BRIEF_KASTEN
Im Gasthaus strecke ich die Speisekarte so weit von mir weg, dass sie bald beim Nachbartisch liegt. Beim Einkaufen kneife ich angestrengt die Augen zusammen, um zwischen den Regalen überhaupt noch zu erkennen, ob ich gerade vor den Nudeln oder dem Katzenfutter stehe und wie viel die Sachen kosten.
Die Liste dieser Momente könnte ich endlos fortsetzen – aber das wäre dann doch zu deprimierend, also lasse ich es lieber. Ein bisschen erinnert mich das Ganze an meine Jugendzeit, als ich kurzsichtig wurde. Damals, bevor ich auf Kontaktlinsen umstieg, war ich zu eitel, ständig eine Brille zu tragen.

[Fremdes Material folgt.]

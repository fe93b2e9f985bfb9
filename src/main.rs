use std::{fmt::Display, path::PathBuf};

use clap::{Parser, Subcommand};
use tracing_subscriber::EnvFilter;

use crate::{
    config::Config,
    input::{InvoiceDraft, complete_invoice},
    models::invoice::check_amount,
    notification::configured_notifier,
    services::invoices::{
        CreateInvoiceParameters, MarkPaidError, MarkPaidParameters, SendInvoiceParameters,
        create_invoice, list_invoices, mark_paid, send_invoice,
    },
    storage::json::JsonFileStorage,
};

mod config;
mod input;
mod models;
mod notification;
mod services;
mod storage;
mod ui;

#[derive(Parser)]
#[command(name = "tinvoice", about = "Personal trainer invoice management")]
struct Cli {
    /// Invoice store to use instead of the configured one
    #[arg(long, global = true)]
    file: Option<PathBuf>,

    #[command(subcommand)]
    command: Commands,
}

#[derive(Subcommand)]
enum Commands {
    /// Create a new invoice (prompts for anything not given)
    #[command(alias = "new")]
    Create {
        /// Client name
        #[arg(long)]
        client: Option<String>,

        /// Client email or phone
        #[arg(long)]
        contact: Option<String>,

        /// Amount in CAD
        #[arg(long, allow_hyphen_values = true, value_parser = parse_amount)]
        amount: Option<f64>,

        /// Free-form notes
        #[arg(long)]
        notes: Option<String>,
    },

    /// List all invoices
    List,

    /// Mark an invoice as paid
    #[command(alias = "mark")]
    MarkPaid { invoice_id: String },

    /// Mark an invoice as sent and email the client
    Send { invoice_id: String },
}

fn parse_amount(value: &str) -> Result<f64, String> {
    let amount: f64 = value
        .parse()
        .map_err(|_| format!("'{}' is not a number", value))?;
    check_amount(amount).map_err(|e| e.to_string())
}

fn init_tracing() {
    let filter = EnvFilter::try_from_default_env().unwrap_or_else(|_| EnvFilter::new("warn"));
    tracing_subscriber::fmt()
        .with_env_filter(filter)
        .with_writer(std::io::stderr)
        .init();
}

fn fail(message: impl Display) -> ! {
    ui::render_error(&message.to_string());
    std::process::exit(1);
}

fn main() {
    let cli = Cli::parse();
    init_tracing();

    let config = Config::load().unwrap_or_else(|e| fail(e));

    let storage_path = cli.file.unwrap_or_else(|| config.data_file());
    let storage = JsonFileStorage::new(storage_path);
    tracing::debug!(path = %storage.path().display(), "using invoice store");
    if let Err(e) = storage.ensure_initialized() {
        fail(e);
    }

    match cli.command {
        Commands::Create {
            client,
            contact,
            amount,
            notes,
        } => {
            let draft = InvoiceDraft {
                client_name: client,
                contact,
                amount,
                notes,
            };
            let input = complete_invoice(draft)
                .unwrap_or_else(|e| fail(format!("Failed to read invoice details: {}", e)));

            let params = CreateInvoiceParameters {
                client_name: input.client_name,
                contact: input.contact,
                amount: input.amount,
                notes: input.notes,
                created_at: jiff::Zoned::now(),
            };

            match create_invoice(&storage, params) {
                Ok(invoice) => {
                    ui::render_success("Invoice created successfully!");
                    println!("  Invoice ID: {}", invoice.id);
                }
                Err(e) => fail(e),
            }
        }
        Commands::List => match list_invoices(&storage) {
            Ok(invoices) => ui::render_invoice_list(&invoices),
            Err(e) => fail(e),
        },
        Commands::MarkPaid { invoice_id } => {
            match mark_paid(&storage, MarkPaidParameters { invoice_id }) {
                Ok(invoice) => {
                    ui::render_success(&format!("Invoice {} marked as paid", invoice.id))
                }
                Err(e @ MarkPaidError::InvoiceNotFound(_)) => ui::render_error(&e.to_string()),
                Err(e) => fail(e),
            }
        }
        Commands::Send { invoice_id } => {
            let notifier = configured_notifier(&config);

            let params = SendInvoiceParameters {
                invoice_id: invoice_id.clone(),
                notification: config.notification(),
            };

            let report = send_invoice(&storage, notifier.as_ref(), params).unwrap_or_else(|e| fail(e));

            match &report.invoice {
                Some(invoice) => {
                    ui::render_success(&format!("Invoice {} marked as sent", invoice.id))
                }
                None => ui::render_error(&format!("Invoice '{}' not found", invoice_id)),
            }

            match report.delivery {
                Ok(()) => ui::render_success(&format!(
                    "Notification sent to {}",
                    config.notify_to
                )),
                Err(e) => fail(format!("Failed to send notification: {}", e)),
            }
        }
    }
}
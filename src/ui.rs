use colored::*;

use crate::models::invoice::{Invoice, InvoiceStatus};

const SEPARATOR_WIDTH: usize = 40;

/// Shortest round-trip rendering: `50.0`, `72.25`, and exponent form
/// (`1e+16`, `1.5e-05`) outside `1e-4 <= |amount| < 1e16`
pub fn format_amount(amount: f64) -> String {
    let scientific = format!("{:e}", amount);
    let Some((mantissa, exponent)) = scientific.split_once('e') else {
        return format!("{}", amount);
    };
    let Ok(exponent) = exponent.parse::<i32>() else {
        return format!("{}", amount);
    };

    if (-4..16).contains(&exponent) {
        let fixed = format!("{}", amount);
        if fixed.contains('.') {
            fixed
        } else {
            format!("{}.0", fixed)
        }
    } else {
        let sign = if exponent < 0 { '-' } else { '+' };
        format!("{}e{}{:02}", mantissa, sign, exponent.abs())
    }
}

fn yes_no(flag: bool) -> &'static str {
    if flag { "Yes" } else { "No" }
}

/// Label/value pairs shown for an invoice, in display order
pub fn invoice_fields(invoice: &Invoice) -> Vec<(&'static str, String)> {
    vec![
        ("ID", invoice.id.clone()),
        ("Client Name", invoice.client_name.clone()),
        ("Contact", invoice.contact.clone()),
        ("Amount", format!("{} CAD", format_amount(invoice.amount))),
        ("Notes", invoice.notes.clone()),
        ("Date", invoice.date.to_string()),
        ("Status", invoice.status.to_string()),
        ("Sent", yes_no(invoice.sent).to_string()),
    ]
}

/// Plain-text block for one invoice, separator line included
pub fn format_invoice(invoice: &Invoice) -> String {
    let mut block = String::new();
    for (label, value) in invoice_fields(invoice) {
        block.push_str(&format!("{}: {}\n", label, value));
    }
    block.push_str(&"-".repeat(SEPARATOR_WIDTH));
    block.push('\n');
    block
}

pub fn format_invoice_list(invoices: &[Invoice]) -> String {
    if invoices.is_empty() {
        return String::from("No invoices found.\n");
    }
    invoices.iter().map(format_invoice).collect()
}

fn styled_value(label: &str, value: String, invoice: &Invoice) -> ColoredString {
    match label {
        "Status" => match invoice.status {
            InvoiceStatus::Paid => value.green(),
            InvoiceStatus::Unpaid => value.yellow(),
        },
        "ID" => value.bold(),
        _ => value.normal(),
    }
}

/// Print every invoice in stored order, plain when output is not colorized
pub fn render_invoice_list(invoices: &[Invoice]) {
    if invoices.is_empty() || !colored::control::SHOULD_COLORIZE.should_colorize() {
        print!("{}", format_invoice_list(invoices));
        return;
    }

    for invoice in invoices {
        for (label, value) in invoice_fields(invoice) {
            let value = styled_value(label, value, invoice);
            println!("{}: {}", label, value);
        }
        println!("{}", "-".repeat(SEPARATOR_WIDTH).dimmed());
    }
}

pub fn render_success(message: &str) {
    println!("{} {}", "✓".green(), message);
}

pub fn render_error(message: &str) {
    eprintln!("{} {}", "Error:".red().bold(), message);
}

Zum Beispiel beim Fußballspielen – wo ich meistens eigensinnig spielte und selbst den Torabschluss suchte, statt zu jemandem zu passen, der besser stand. Wer Mit- oder Gegenspieler waren, konnte ich kaum sehen. (Gut, um ehrlich zu sein: Ich wollte sowieso immer selbst das Tor schießen.) Und jetzt also die Altersweitsichtigkeit. Das Auge wird von Jahr zu Jahr träger und man kann nichts dagegen tun. Nicht nett von der Natur.

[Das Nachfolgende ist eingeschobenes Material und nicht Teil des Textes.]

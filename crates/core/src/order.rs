//! Orders, the order status state machine, and cancellation rules.
//!
//! The legal status graph lives in one table, [`allowed_transitions`]. Every
//! status change goes through [`Order::plan_transition`], which either
//! reports a no-op, rejects the move, or returns a [`StatusChange`] carrying
//! the side effects (timestamps, final total) the caller must persist together
//! with a status-log row.

use chrono::{DateTime, Duration, Utc};
use serde::{Deserialize, Serialize};

use crate::catalog::Product;
use crate::error::{DomainError, DomainResult, ErrorCode};
use crate::types::{
    ActorType, CancellationRequestId, DeliveryZoneId, ItemStatus, Money, OrderId, OrderItemId,
    OrderSource, OrderStatus, OrderStatusLogId, ProductId, UserId,
};

/// Prefix of every order number.
pub const ORDER_NUMBER_PREFIX: &str = "LM";

/// Bounds on the random order number suffix.
pub const ORDER_NUMBER_SUFFIX_RANGE: core::ops::RangeInclusive<u16> = 100..=999;

/// Accepted length of a free-text reason, in characters.
pub const REASON_LEN_RANGE: core::ops::RangeInclusive<usize> = 2..=300;

/// Reason recorded on the initial status-log row.
pub const ORDER_CREATED_REASON: &str = "ORDER_CREATED";

/// Payment method for every order; the store is cash on delivery only.
pub const PAYMENT_METHOD_COD: &str = "COD";

/// Destinations reachable from `from`, sorted by wire name.
#[must_use]
pub const fn allowed_transitions(from: OrderStatus) -> &'static [OrderStatus] {
    use OrderStatus::{Canceled, Delivered, OutForDelivery, Picking, Received, SubstitutionPending};
    match from {
        Received => &[Canceled, Picking],
        Picking => &[Canceled, OutForDelivery, SubstitutionPending],
        SubstitutionPending => &[Canceled, Picking],
        OutForDelivery => &[Delivered],
        Delivered | Canceled => &[],
    }
}

/// Who is acting on an order.
#[derive(Debug, Clone, PartialEq, Eq, Serialize, Deserialize)]
pub struct Actor {
    pub kind: ActorType,
    pub id: String,
}

impl Actor {
    /// The system itself, e.g. at order creation.
    #[must_use]
    pub fn system() -> Self {
        Self {
            kind: ActorType::System,
            id: "system".to_owned(),
        }
    }

    /// An admin identified by `id`.
    pub fn admin(id: impl Into<String>) -> Self {
        Self {
            kind: ActorType::Admin,
            id: id.into(),
        }
    }

    /// A customer: `USER_{id}` for members, `CUSTOMER_SELF` for guests.
    #[must_use]
    pub fn customer(user: Option<UserId>) -> Self {
        let id = user.map_or_else(|| "CUSTOMER_SELF".to_owned(), |u| format!("USER_{u}"));
        Self {
            kind: ActorType::Customer,
            id,
        }
    }
}

/// A customer order.
#[derive(Debug, Clone, PartialEq, Eq, Serialize, Deserialize)]
pub struct Order {
    pub id: OrderId,
    pub order_no: String,
    pub user_id: Option<UserId>,
    pub order_source: OrderSource,
    pub customer_name: String,
    pub customer_phone: String,
    pub phone_verified: bool,
    pub address_line1: String,
    pub address_line2: Option<String>,
    pub building: Option<String>,
    pub unit_no: Option<String>,
    pub delivery_zone_id: Option<DeliveryZoneId>,
    pub requested_slot_start: Option<DateTime<Utc>>,
    pub requested_slot_end: Option<DateTime<Utc>>,
    pub allow_substitution: bool,
    pub delivery_request_note: Option<String>,
    pub payment_method: String,
    pub payment_status: String,
    pub subtotal_estimated: Money,
    pub delivery_fee: Money,
    pub total_estimated: Money,
    pub total_final: Option<Money>,
    pub status: OrderStatus,
    pub cancelable_until: Option<DateTime<Utc>>,
    pub ordered_at: DateTime<Utc>,
    pub picked_at: Option<DateTime<Utc>>,
    pub delivered_at: Option<DateTime<Utc>>,
}

/// A validated status change and its side effects.
#[derive(Debug, Clone, PartialEq, Eq)]
pub struct StatusChange {
    pub from: OrderStatus,
    pub to: OrderStatus,
    pub at: DateTime<Utc>,
    /// Set when moving into PICKING.
    pub picked_at: Option<DateTime<Utc>>,
    /// Set when moving into DELIVERED.
    pub delivered_at: Option<DateTime<Utc>>,
    /// Full-price settlement on delivery when nothing was adjusted.
    pub total_final: Option<Money>,
}

impl Order {
    /// Plan a move to `to` at `now`.
    ///
    /// Returns `Ok(None)` when the order is already in `to`; no log row
    /// should be written in that case.
    ///
    /// # Errors
    ///
    /// Returns `INVALID_STATUS_TRANSITION`, naming the allowed destinations,
    /// for any move not in the transition table.
    pub fn plan_transition(
        &self,
        to: OrderStatus,
        now: DateTime<Utc>,
    ) -> DomainResult<Option<StatusChange>> {
        let from = self.status;
        if from == to {
            return Ok(None);
        }

        let allowed = allowed_transitions(from);
        if !allowed.contains(&to) {
            let names: Vec<&str> = allowed.iter().map(OrderStatus::as_str).collect();
            return Err(DomainError::new(
                ErrorCode::InvalidStatusTransition,
                format!("cannot move order from {from} to {to} (allowed: [{}])", names.join(", ")),
            ));
        }

        let delivered = to == OrderStatus::Delivered;
        Ok(Some(StatusChange {
            from,
            to,
            at: now,
            picked_at: (to == OrderStatus::Picking).then_some(now),
            delivered_at: delivered.then_some(now),
            total_final: if delivered && self.total_final.is_none() {
                Some(self.total_estimated)
            } else {
                None
            },
        }))
    }

    /// Apply a planned change in memory.
    pub fn apply(&mut self, change: &StatusChange) {
        self.status = change.to;
        if let Some(at) = change.picked_at {
            self.picked_at = Some(at);
        }
        if let Some(at) = change.delivered_at {
            self.delivered_at = Some(at);
        }
        if let Some(total) = change.total_final {
            self.total_final = Some(total);
        }
    }

    /// Check that a customer may still cancel this order at `now`.
    ///
    /// # Errors
    ///
    /// Returns `ORDER_NOT_CANCELABLE` once picking has started or the
    /// cancelable-until deadline has passed.
    pub fn check_cancelable(&self, now: DateTime<Utc>) -> DomainResult<()> {
        if self.status != OrderStatus::Received {
            return Err(DomainError::new(
                ErrorCode::OrderNotCancelable,
                "the order can no longer be canceled once picking has started",
            ));
        }
        if self.cancelable_until.is_some_and(|deadline| now > deadline) {
            return Err(DomainError::new(
                ErrorCode::OrderNotCancelable,
                "the cancellation window has passed",
            ));
        }
        Ok(())
    }

    /// Returns `true` if `phone` matches the phone on the order.
    #[must_use]
    pub fn phone_matches(&self, phone: &str) -> bool {
        self.customer_phone == phone.trim()
    }
}

/// One product line of an order.
#[derive(Debug, Clone, PartialEq, Eq, Serialize, Deserialize)]
pub struct OrderItem {
    pub id: OrderItemId,
    pub order_id: OrderId,
    pub product_id: ProductId,
    pub product_name_snapshot: String,
    pub unit_snapshot: String,
    pub qty_ordered: i32,
    pub qty_fulfilled: i32,
    pub unit_price_estimated: Money,
    pub unit_price_final: Option<Money>,
    pub is_weight_item: bool,
    pub est_weight_g: Option<i32>,
    pub final_weight_g: Option<i32>,
    pub line_estimated: Money,
    pub line_final: Option<Money>,
    pub item_status: ItemStatus,
    pub substitution_product_id: Option<ProductId>,
    pub note: Option<String>,
}

/// An append-only record of one status change.
#[derive(Debug, Clone, PartialEq, Eq, Serialize, Deserialize)]
pub struct StatusLogEntry {
    pub id: OrderStatusLogId,
    pub order_id: OrderId,
    pub from_status: Option<OrderStatus>,
    pub to_status: OrderStatus,
    pub changed_by_type: ActorType,
    pub changed_by_id: String,
    pub reason: Option<String>,
    pub created_at: DateTime<Utc>,
}

/// A customer's request to cancel, recorded alongside the status change.
#[derive(Debug, Clone, PartialEq, Eq, Serialize, Deserialize)]
pub struct CancellationRequest {
    pub id: CancellationRequestId,
    pub order_id: OrderId,
    pub reason: String,
    pub status: String,
    pub requested_at: DateTime<Utc>,
    pub processed_at: Option<DateTime<Utc>>,
    pub processed_by: Option<String>,
}

/// Status of a cancellation processed on the spot.
pub const CANCELLATION_APPROVED: &str = "APPROVED";

/// Format an order number from a UTC instant and a numeric suffix.
///
/// ```
/// use chrono::{TimeZone, Utc};
/// use local_market_core::order::format_order_number;
///
/// let at = Utc.with_ymd_and_hms(2026, 3, 2, 1, 2, 3).unwrap();
/// assert_eq!(format_order_number(at, 427), "LM20260302010203427");
/// ```
#[must_use]
pub fn format_order_number(at: DateTime<Utc>, suffix: u16) -> String {
    format!("{ORDER_NUMBER_PREFIX}{}{suffix}", at.format("%Y%m%d%H%M%S"))
}

/// Windows applied when an order is created.
#[derive(Debug, Clone, Copy, PartialEq, Eq)]
pub struct OrderTerms {
    /// How long after creation a customer may still cancel.
    pub cancel_window: Duration,
    /// Length of a delivery slot.
    pub slot_length: Duration,
}

impl Default for OrderTerms {
    fn default() -> Self {
        Self {
            cancel_window: Duration::minutes(30),
            slot_length: Duration::hours(1),
        }
    }
}

impl OrderTerms {
    /// Slot end for a requested slot start.
    #[must_use]
    pub fn slot_end(&self, start: Option<DateTime<Utc>>) -> Option<DateTime<Utc>> {
        start.map(|s| s + self.slot_length)
    }

    /// Cancellation deadline for an order created at `now`.
    #[must_use]
    pub fn cancelable_until(&self, now: DateTime<Utc>) -> DateTime<Utc> {
        now + self.cancel_window
    }
}

/// An order line ready to be inserted, with the stock to take for it.
#[derive(Debug, Clone, PartialEq, Eq)]
pub struct NewOrderItem {
    pub product_id: ProductId,
    pub product_name_snapshot: String,
    pub unit_snapshot: String,
    pub qty: i32,
    pub unit_price_estimated: Money,
    pub line_estimated: Money,
    pub is_weight_item: bool,
}

/// Re-check stock for one cart line at the moment of order creation.
///
/// `product` must be the row as locked inside the creating transaction.
///
/// # Errors
///
/// Returns `OUT_OF_STOCK` if the product no longer exists and
/// `INSUFFICIENT_STOCK` if fewer than `qty` units remain available.
pub fn reserve_line(
    product: Option<&Product>,
    qty: i32,
    unit_snapshot_price: Money,
) -> DomainResult<NewOrderItem> {
    let product = product
        .ok_or_else(|| DomainError::new(ErrorCode::OutOfStock, "product no longer exists"))?;
    if product.available() < qty {
        return Err(DomainError::new(
            ErrorCode::InsufficientStock,
            format!("not enough stock for {}", product.name),
        ));
    }
    Ok(NewOrderItem {
        product_id: product.id,
        product_name_snapshot: product.name.clone(),
        unit_snapshot: product.unit_label.clone(),
        qty,
        unit_price_estimated: unit_snapshot_price,
        line_estimated: unit_snapshot_price.times(qty),
        is_weight_item: product.is_weight_item,
    })
}

/// Trim and length-check a free-text reason.
///
/// # Errors
///
/// Returns `INVALID_REQUEST` unless the trimmed reason has 2 to 300 characters.
pub fn validate_reason(reason: &str) -> DomainResult<String> {
    let reason = reason.trim();
    if REASON_LEN_RANGE.contains(&reason.chars().count()) {
        Ok(reason.to_owned())
    } else {
        Err(DomainError::invalid_request(
            "reason must be between 2 and 300 characters",
        ))
    }
}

Aber zum anderen hat das Ganze auch etwas Tröstliches: Früher oder später erwischt es uns alle, und man redet so oft über Gleitsichtbrillen wie sonst nur über das Wetter. Man hat quasi immer ein passendes Smalltalk-Thema, vorausgesetzt, das Gegenüber ist über 40. Außerdem: Mit ein bisschen Abstand sieht vieles besser aus. Nur blöd, dass das auf das Preisschild nicht zutrifft.